Subdirectories of code

Subdirectory utility stores scripts used by pipeline mk_allele_matrix.sh. In addition, there are two subdirectories offering code for evaluating two characteristics of allele calls from SRST2, respectively:

reliability: scripts used for evaluating reliability of allele calls
unicity: scripts used for collecting evidence for identifying co-occurrence of alleles of the same gene in each sample

2. Creating PAMs from SRST2 outputs

This section demonstrates a typical procedure for processing SRST2-formatted results. In this demonstration, we create an allelic PAM and a genetic PAM from detected antimicrobial resistance genes (ARGs). Particularly, we use the SRST2-compatible ARG-ANNOT database version 2 (ARGannot_r2.fasta) as a reference database (hence the gene detection process to be launched is a targeted analysis).
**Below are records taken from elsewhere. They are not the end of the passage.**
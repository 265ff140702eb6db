//! Device registrations repository.
//!
//! The per-account device cap is enforced by a single atomic CTE insert
//! gated on the active-registration count, so concurrent registrations
//! cannot overshoot the limit. Deactivation never deletes rows; history
//! is kept for audit.

use crate::errors::DmError;
use crate::models::{AccountDeviceSummaryRow, DeviceRow, DeviceStatusFilter, NewDevice};
use crate::observability::metrics;
use sqlx::PgPool;
use std::time::Instant;
use tracing::instrument;
use uuid::Uuid;

/// Column list shared by every query returning device rows.
const DEVICE_COLUMNS: &str = r#"
    device_id, account_id, fingerprint, device_name, platform, browser, os,
    screen_resolution, timezone, user_agent, first_seen_at, last_activity_at,
    login_count, is_active, deactivated_at, deactivation_reason
"#;

/// Find the active registration for an (account, fingerprint) pair.
pub async fn find_active_by_fingerprint(
    pool: &PgPool,
    account_id: Uuid,
    fingerprint: &str,
) -> Result<Option<DeviceRow>, DmError> {
    let query = format!(
        "SELECT {DEVICE_COLUMNS} FROM device_registrations
         WHERE account_id = $1 AND fingerprint = $2 AND is_active = true"
    );

    let device = sqlx::query_as::<_, DeviceRow>(&query)
        .bind(account_id)
        .bind(fingerprint)
        .fetch_optional(pool)
        .await
        .map_err(|e| DmError::Database(format!("Failed to look up device: {}", e)))?;

    Ok(device)
}

/// Record a repeat authentication from a known device.
///
/// Bumps `last_activity_at` and the login counter; fails with NotFound if
/// the registration was deactivated in the meantime.
pub async fn touch_login(pool: &PgPool, device_id: Uuid) -> Result<DeviceRow, DmError> {
    let query = format!(
        "UPDATE device_registrations
         SET last_activity_at = NOW(), login_count = login_count + 1
         WHERE device_id = $1 AND is_active = true
         RETURNING {DEVICE_COLUMNS}"
    );

    sqlx::query_as::<_, DeviceRow>(&query)
        .bind(device_id)
        .fetch_optional(pool)
        .await
        .map_err(|e| DmError::Database(format!("Failed to update device activity: {}", e)))?
        .ok_or_else(|| DmError::NotFound("Device registration not found".to_string()))
}

/// Insert a registration without a cap check (unlimited-tier accounts).
#[instrument(skip_all, name = "dms.repo.insert_device")]
pub async fn insert(pool: &PgPool, new: &NewDevice) -> Result<DeviceRow, DmError> {
    let start = Instant::now();

    let query = format!(
        "INSERT INTO device_registrations (
            device_id, account_id, fingerprint, device_name, platform,
            browser, os, screen_resolution, timezone, user_agent,
            first_seen_at, last_activity_at, login_count, is_active
         )
         VALUES ($1, $2, $3, $4, $5, $6, $7, $8, $9, $10, NOW(), NOW(), 1, TRUE)
         RETURNING {DEVICE_COLUMNS}"
    );

    let result = sqlx::query_as::<_, DeviceRow>(&query)
        .bind(Uuid::new_v4())
        .bind(new.account_id)
        .bind(&new.fingerprint)
        .bind(&new.device_name)
        .bind(&new.platform)
        .bind(&new.browser)
        .bind(&new.os)
        .bind(&new.screen_resolution)
        .bind(&new.timezone)
        .bind(&new.user_agent)
        .fetch_one(pool)
        .await
        .map_err(|e| DmError::Database(format!("Failed to insert device: {}", e)));

    let status = if result.is_ok() { "success" } else { "error" };
    metrics::record_db_query("insert_device", status, start.elapsed());
    result
}

/// Insert a registration gated on the per-account device cap.
///
/// A single CTE counts the account's active registrations and inserts
/// only if the count is below the limit. Returns `None` when the gate
/// rejects the insert (cap reached).
#[instrument(skip_all, name = "dms.repo.insert_device_gated")]
pub async fn insert_with_limit(
    pool: &PgPool,
    new: &NewDevice,
    limit: i32,
) -> Result<Option<DeviceRow>, DmError> {
    let start = Instant::now();

    let query = format!(
        "WITH active AS (
            SELECT COUNT(*) AS cnt
            FROM device_registrations
            WHERE account_id = $2 AND is_active = true
         )
         INSERT INTO device_registrations (
            device_id, account_id, fingerprint, device_name, platform,
            browser, os, screen_resolution, timezone, user_agent,
            first_seen_at, last_activity_at, login_count, is_active
         )
         SELECT $1, $2, $3, $4, $5, $6, $7, $8, $9, $10, NOW(), NOW(), 1, TRUE
         FROM active
         WHERE active.cnt < $11
         RETURNING {DEVICE_COLUMNS}"
    );

    let result = sqlx::query_as::<_, DeviceRow>(&query)
        .bind(Uuid::new_v4())
        .bind(new.account_id)
        .bind(&new.fingerprint)
        .bind(&new.device_name)
        .bind(&new.platform)
        .bind(&new.browser)
        .bind(&new.os)
        .bind(&new.screen_resolution)
        .bind(&new.timezone)
        .bind(&new.user_agent)
        .bind(limit)
        .fetch_optional(pool)
        .await
        .map_err(|e| DmError::Database(format!("Failed to insert device: {}", e)));

    let status = if result.is_ok() { "success" } else { "error" };
    metrics::record_db_query("insert_device_gated", status, start.elapsed());
    result
}

/// All registrations for an account, most recently active first.
pub async fn list_for_account(pool: &PgPool, account_id: Uuid) -> Result<Vec<DeviceRow>, DmError> {
    let query = format!(
        "SELECT {DEVICE_COLUMNS} FROM device_registrations
         WHERE account_id = $1
         ORDER BY last_activity_at DESC"
    );

    sqlx::query_as::<_, DeviceRow>(&query)
        .bind(account_id)
        .fetch_all(pool)
        .await
        .map_err(|e| DmError::Database(format!("Failed to list devices: {}", e)))
}

/// Deactivate all active registrations for an account.
///
/// Idempotent: returns the number of rows deactivated, zero when the
/// account was already reset.
#[instrument(skip_all, name = "dms.repo.deactivate_all")]
pub async fn deactivate_all_for_account(
    pool: &PgPool,
    account_id: Uuid,
    reason: &str,
) -> Result<u64, DmError> {
    let affected = sqlx::query(
        r#"
        UPDATE device_registrations
        SET is_active = false, deactivated_at = NOW(), deactivation_reason = $2
        WHERE account_id = $1 AND is_active = true
        "#,
    )
    .bind(account_id)
    .bind(reason)
    .execute(pool)
    .await
    .map_err(|e| DmError::Database(format!("Failed to reset devices: {}", e)))?
    .rows_affected();

    Ok(affected)
}

/// Deactivate a single registration by id, recording a reason.
///
/// Returns `None` if the registration is absent or already inactive.
pub async fn deactivate_by_id(
    pool: &PgPool,
    device_id: Uuid,
    reason: &str,
) -> Result<Option<DeviceRow>, DmError> {
    let query = format!(
        "UPDATE device_registrations
         SET is_active = false, deactivated_at = NOW(), deactivation_reason = $2
         WHERE device_id = $1 AND is_active = true
         RETURNING {DEVICE_COLUMNS}"
    );

    sqlx::query_as::<_, DeviceRow>(&query)
        .bind(device_id)
        .bind(reason)
        .fetch_optional(pool)
        .await
        .map_err(|e| DmError::Database(format!("Failed to deactivate device: {}", e)))
}

/// Accounts whose active-device count exceeds the given limit.
///
/// Unlimited-tier accounts are exempt from the cap and excluded here.
pub async fn accounts_over_limit(pool: &PgPool, limit: i32) -> Result<Vec<Uuid>, DmError> {
    let rows: Vec<(Uuid,)> = sqlx::query_as(
        r#"
        SELECT d.account_id
        FROM device_registrations d
        JOIN accounts a ON a.account_id = d.account_id
        WHERE d.is_active = true AND a.unlimited_devices = false
        GROUP BY d.account_id
        HAVING COUNT(*) > $1
        "#,
    )
    .bind(i64::from(limit))
    .fetch_all(pool)
    .await
    .map_err(|e| DmError::Database(format!("Failed to find over-limit accounts: {}", e)))?;

    Ok(rows.into_iter().map(|(id,)| id).collect())
}

/// Count of accounts currently over the given limit.
pub async fn count_accounts_over_limit(pool: &PgPool, limit: i32) -> Result<i64, DmError> {
    let count: i64 = sqlx::query_scalar(
        r#"
        SELECT COUNT(*) FROM (
            SELECT d.account_id
            FROM device_registrations d
            JOIN accounts a ON a.account_id = d.account_id
            WHERE d.is_active = true AND a.unlimited_devices = false
            GROUP BY d.account_id
            HAVING COUNT(*) > $1
        ) over_limit
        "#,
    )
    .bind(i64::from(limit))
    .fetch_one(pool)
    .await
    .map_err(|e| DmError::Database(format!("Failed to count over-limit accounts: {}", e)))?;

    Ok(count)
}

/// Total, active, and inactive registration counts.
pub async fn totals(pool: &PgPool) -> Result<(i64, i64, i64), DmError> {
    let (total, active): (i64, i64) = sqlx::query_as(
        r#"
        SELECT COUNT(*), COUNT(*) FILTER (WHERE is_active)
        FROM device_registrations
        "#,
    )
    .fetch_one(pool)
    .await
    .map_err(|e| DmError::Database(format!("Failed to count devices: {}", e)))?;

    Ok((total, active, total - active))
}

/// Active-device counts grouped by platform.
pub async fn breakdown_by_platform(pool: &PgPool) -> Result<Vec<(String, i64)>, DmError> {
    sqlx::query_as(
        r#"
        SELECT platform, COUNT(*)
        FROM device_registrations
        WHERE is_active = true
        GROUP BY platform
        ORDER BY COUNT(*) DESC
        "#,
    )
    .fetch_all(pool)
    .await
    .map_err(|e| DmError::Database(format!("Failed to group devices by platform: {}", e)))
}

/// Active-device counts grouped by browser.
pub async fn breakdown_by_browser(pool: &PgPool) -> Result<Vec<(String, i64)>, DmError> {
    sqlx::query_as(
        r#"
        SELECT browser, COUNT(*)
        FROM device_registrations
        WHERE is_active = true
        GROUP BY browser
        ORDER BY COUNT(*) DESC
        "#,
    )
    .fetch_all(pool)
    .await
    .map_err(|e| DmError::Database(format!("Failed to group devices by browser: {}", e)))
}

/// Per-account device summaries for the admin listing.
///
/// Searchable by display name or email, filterable by over/under-limit
/// status against the current global limit. The window count on each row
/// carries the total matching accounts.
#[instrument(skip_all, name = "dms.repo.account_summaries")]
pub async fn account_summaries(
    pool: &PgPool,
    search: Option<&str>,
    filter: DeviceStatusFilter,
    device_limit: i32,
    limit: i64,
    offset: i64,
) -> Result<Vec<AccountDeviceSummaryRow>, DmError> {
    let rows = sqlx::query_as::<_, AccountDeviceSummaryRow>(
        r#"
        SELECT
            a.account_id,
            a.display_name,
            a.email,
            a.unlimited_devices,
            COUNT(d.device_id) AS total_devices,
            COUNT(d.device_id) FILTER (WHERE d.is_active) AS active_devices,
            MAX(d.last_activity_at) AS last_activity,
            COUNT(*) OVER () AS total_count
        FROM accounts a
        LEFT JOIN device_registrations d ON d.account_id = a.account_id
        WHERE a.is_active = true
          AND ($1::text IS NULL
               OR a.display_name ILIKE '%' || $1 || '%'
               OR a.email ILIKE '%' || $1 || '%')
        GROUP BY a.account_id, a.display_name, a.email, a.unlimited_devices
        HAVING CASE $2::text
            WHEN 'over_limit' THEN
                COUNT(d.device_id) FILTER (WHERE d.is_active) > $3
                AND a.unlimited_devices = false
            WHEN 'under_limit' THEN
                COUNT(d.device_id) FILTER (WHERE d.is_active) <= $3
                OR a.unlimited_devices = true
            ELSE TRUE
        END
        ORDER BY a.display_name ASC
        LIMIT $4 OFFSET $5
        "#,
    )
    .bind(search)
    .bind(filter.as_sql())
    .bind(i64::from(device_limit))
    .bind(limit)
    .bind(offset)
    .fetch_all(pool)
    .await
    .map_err(|e| DmError::Database(format!("Failed to list account summaries: {}", e)))?;

    Ok(rows)
}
2.1. Targeted gene detection with SRST2

The way for running SRST2 on a number of read sets varies between computer systems (see SRST2 manual). Assuming an SLURM Workload Manager has been installed on a Linux cluster, users can use the following command line to detect ARGs in multiple genomes whose Illumina reads are accessible:

python srst2/scripts/slurm_srst2.py --script srst2/scripts/srst2.py --output demo --input_pe Reads/*_[1,2].fastq.gz --walltime '0-8:0:0' --threads 4 --memory 8192 --rundir ARGs --other_args "--gene_db srst2/data/ARGannot_r2.fasta --save_scores --report_all_consensus" > srst2_AMR.log

SRST2 creates an allele profile for each genome. Then using the command line below, users compile allele profiles into a single table, in which row names denote genomes, column names denote allele clusters (often known as genes) defined in the reference database, and each entry denotes an allele call.

python srst2/scripts/srst2.py --prev_output *_demo__genes__ARGannot_r2__results.txt --output Demo

Supposing we only analyse genomes of two samples, the output table or gene table may look like:

Table 1. Gene table of compiled allele calls from SRST2

Sample	floR_Phe	sul1_Sul
strain1	floR_1212*?	sul1_1616*?
strain2	floR_1212*	sul1_1616?

This table shows three dubious allele calls (entries with a question mark). Now users may want to know whether allele calls floR_1212*?, sul1_1616*? and sul1_1616? indicate alleles that are actually present in these samples or merely partial hits to reference sequences. Section 2.2 addresses this question.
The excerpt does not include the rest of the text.